The same execution plan causes a small number of Coprocessor requests to be excessive, leading to some SQL timeouts

Note:
This topic has been translated from a Chinese forum by GPT and might contain errors.

Original topic: 同一个执行计划 少部分Coprocessor 请求数量偏大 导致部分sql超时

| username: ojsl

To improve efficiency, please provide the following information. A clear problem description will help resolve the issue faster:

【TiDB Usage Environment】
AWS EC2 deployment using TiUP

【Overview】 Scenario + Problem Overview
Low data resource utilization, not a hardware resource bottleneck

【Background】 Actions taken

【Phenomenon】 Business and database phenomena
There is a highly concurrent SQL query with an average query time of around 50ms, but a small portion of queries take more than 1 second. Comparing slow queries with average queries, the execution plan is consistent, but the number of Coprocessor requests and visible versions for slow queries is a hundred times higher than the average.

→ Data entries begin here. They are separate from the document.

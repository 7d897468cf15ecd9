// Slot headers: the fixed per-slot shape every batch is encoded against.
// Established once when the provider is built and shared read-only by the
// producer, the assembler and every scanner afterwards.

use std::fmt;

use crate::error::{ProviderError, Result};

// ============================================================================
// Slot / Sequence kinds
// ============================================================================

/// How one element of a slot is encoded.
#[derive(Debug, Clone, Copy, PartialEq, Eq, Hash)]
#[repr(u8)]
pub enum SlotType {
    /// `dim` numbers per element, stored as a dense `rows x dim` matrix.
    Dense = 0,
    /// A list of column indices, stored as CSR without values.
    SparseNoValue = 1,
    /// A list of `[column, value]` pairs, stored as CSR with values.
    SparseWithValue = 2,
    /// A single integer per element.
    IndexOnly = 3,
}

impl TryFrom<i64> for SlotType {
    type Error = ProviderError;

    fn try_from(code: i64) -> Result<Self> {
        match code {
            0 => Ok(SlotType::Dense),
            1 => Ok(SlotType::SparseNoValue),
            2 => Ok(SlotType::SparseWithValue),
            3 => Ok(SlotType::IndexOnly),
            other => Err(ProviderError::configuration(format!(
                "unsupported slot type code {}",
                other
            ))),
        }
    }
}

/// How many levels of sequence framing wrap the slot's elements.
#[derive(Debug, Clone, Copy, PartialEq, Eq, Hash, Default)]
#[repr(u8)]
pub enum SeqType {
    #[default]
    None = 0,
    Sequence = 1,
    SubSequence = 2,
}

impl TryFrom<i64> for SeqType {
    type Error = ProviderError;

    fn try_from(code: i64) -> Result<Self> {
        match code {
            0 => Ok(SeqType::None),
            1 => Ok(SeqType::Sequence),
            2 => Ok(SeqType::SubSequence),
            other => Err(ProviderError::configuration(format!(
                "unsupported sequence type code {}",
                other
            ))),
        }
    }
}

// ============================================================================
// SlotHeader
// ============================================================================

#[derive(Debug, Clone, Copy, PartialEq, Eq, Hash)]
pub struct SlotHeader {
    pub dim: usize,
    pub slot_type: SlotType,
    pub seq_type: SeqType,
}

impl SlotHeader {
    pub fn new(dim: usize, slot_type: SlotType, seq_type: SeqType) -> Result<Self> {
        if dim == 0 {
            return Err(ProviderError::configuration(
                "slot dimension must be positive",
            ));
        }
        Ok(Self {
            dim,
            slot_type,
            seq_type,
        })
    }

    /// Build a header from the integer codes used by provider definitions.
    pub fn from_codes(dim: i64, slot_code: i64, seq_code: i64) -> Result<Self> {
        let dim = usize::try_from(dim).map_err(|_| {
            ProviderError::configuration(format!("slot dimension {} is negative", dim))
        })?;
        Self::new(dim, SlotType::try_from(slot_code)?, SeqType::try_from(seq_code)?)
    }

    pub fn dense(dim: usize) -> Result<Self> {
        Self::new(dim, SlotType::Dense, SeqType::None)
    }

    pub fn index(dim: usize) -> Result<Self> {
        Self::new(dim, SlotType::IndexOnly, SeqType::None)
    }

    pub fn sparse_no_value(dim: usize) -> Result<Self> {
        Self::new(dim, SlotType::SparseNoValue, SeqType::None)
    }

    pub fn sparse_with_value(dim: usize) -> Result<Self> {
        Self::new(dim, SlotType::SparseWithValue, SeqType::None)
    }

    /// Same slot, wrapped in the given sequence framing.
    pub fn with_seq(mut self, seq_type: SeqType) -> Self {
        self.seq_type = seq_type;
        self
    }
}

impl fmt::Display for SlotHeader {
    fn fmt(&self, f: &mut fmt::Formatter<'_>) -> fmt::Result {
        write!(
            f,
            "Dim = {} Type = {:?} SeqType = {:?}",
            self.dim, self.slot_type, self.seq_type
        )
    }
}

#[cfg(test)]
mod tests {
    use super::*;

    #[test]
    fn test_from_codes() {
        let header = SlotHeader::from_codes(10, 2, 1).unwrap();
        assert_eq!(header.dim, 10);
        assert_eq!(header.slot_type, SlotType::SparseWithValue);
        assert_eq!(header.seq_type, SeqType::Sequence);

        let header = SlotHeader::from_codes(1, 3, 2).unwrap();
        assert_eq!(header.slot_type, SlotType::IndexOnly);
        assert_eq!(header.seq_type, SeqType::SubSequence);
    }

    #[test]
    fn test_unsupported_codes_are_configuration_errors() {
        for (dim, slot, seq) in [(4, 7, 0), (4, 0, 3), (0, 0, 0), (-1, 0, 0)] {
            let err = SlotHeader::from_codes(dim, slot, seq).unwrap_err();
            assert!(
                matches!(err, ProviderError::Configuration(_)),
                "({}, {}, {}) gave {:?}",
                dim,
                slot,
                seq,
                err
            );
        }
    }

    #[test]
    fn test_display() {
        let header = SlotHeader::dense(3).unwrap().with_seq(SeqType::Sequence);
        assert_eq!(header.to_string(), "Dim = 3 Type = Dense SeqType = Sequence");
    }
}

【Problem】 Current issue encountered
SQL timeout

【Business Impact】
Causes some SQL queries to time out in the business system.

【TiDB Version】
5.2.1

【Application Software and Version】
Spring Boot

【Attachments】 Relevant logs and configuration information


  • TiUP Cluster Display information
  • TiUP Cluster Edit config information

Monitoring (https://metricstool.pingcap.com/)

  • TiDB-Overview Grafana monitoring
  • TiDB Grafana monitoring
  • TiKV Grafana monitoring
  • PD Grafana monitoring
  • Corresponding module logs (including logs 1 hour before and after the issue)

For questions related to performance optimization or troubleshooting, please download and run the script. Please select all and copy-paste the terminal output results for upload.

| username: h5n1 | Original post link

The data range scanned by different conditions is different, and this data range has a large number of historical versions that have not been cleaned up. Additionally, your second graph shows cumulative values.

| username: ojsl | Original post link

The data corresponding to this query changes slowly, with no large-scale data modifications, but the number of visible versions for slow queries is also much higher than the average.

| username: h5n1 | Original post link

It could be a bug, refer to

| username: ojsl | Original post link

Verified that the relevant data matches this bug, the configuration has been modified, and the GC CPU has increased.

| username: forever | Original post link

Bro, do you think the official team will implement a feature similar to pg vacuum? :smiley:

| username: ojsl | Original post link

Which requirement needs to use vacuum?

| username: forever | Original post link

When encountering a bug with GC and historical data cannot be deleted, you can manually execute a command, or perhaps perform an operation like a backup first to see if it works better.

| username: ojsl | Original post link

There is a dedicated GC thread working, but there is currently a version bug that prevents it from correctly returning the content that needs to be GC’d.

| username: ojsl | Original post link

After adjusting the GC parameters for 2 days, the GC speed has significantly decreased, but the key_skipped_count in the explain analyze table statistics has not reduced. Is this normal?

| username: ojsl | Original post link

We checked a version 5.4 cluster and found that performing an explain analyze table on one of the tables resulted in total_process_keys: 110686744 and key_skipped_count: 276305791. However, we observed that the GC monitoring is working. We have adjusted the parameters of the version 5.2 cluster for a week, but the key_skipped_count obtained from explain analyze table has not decreased.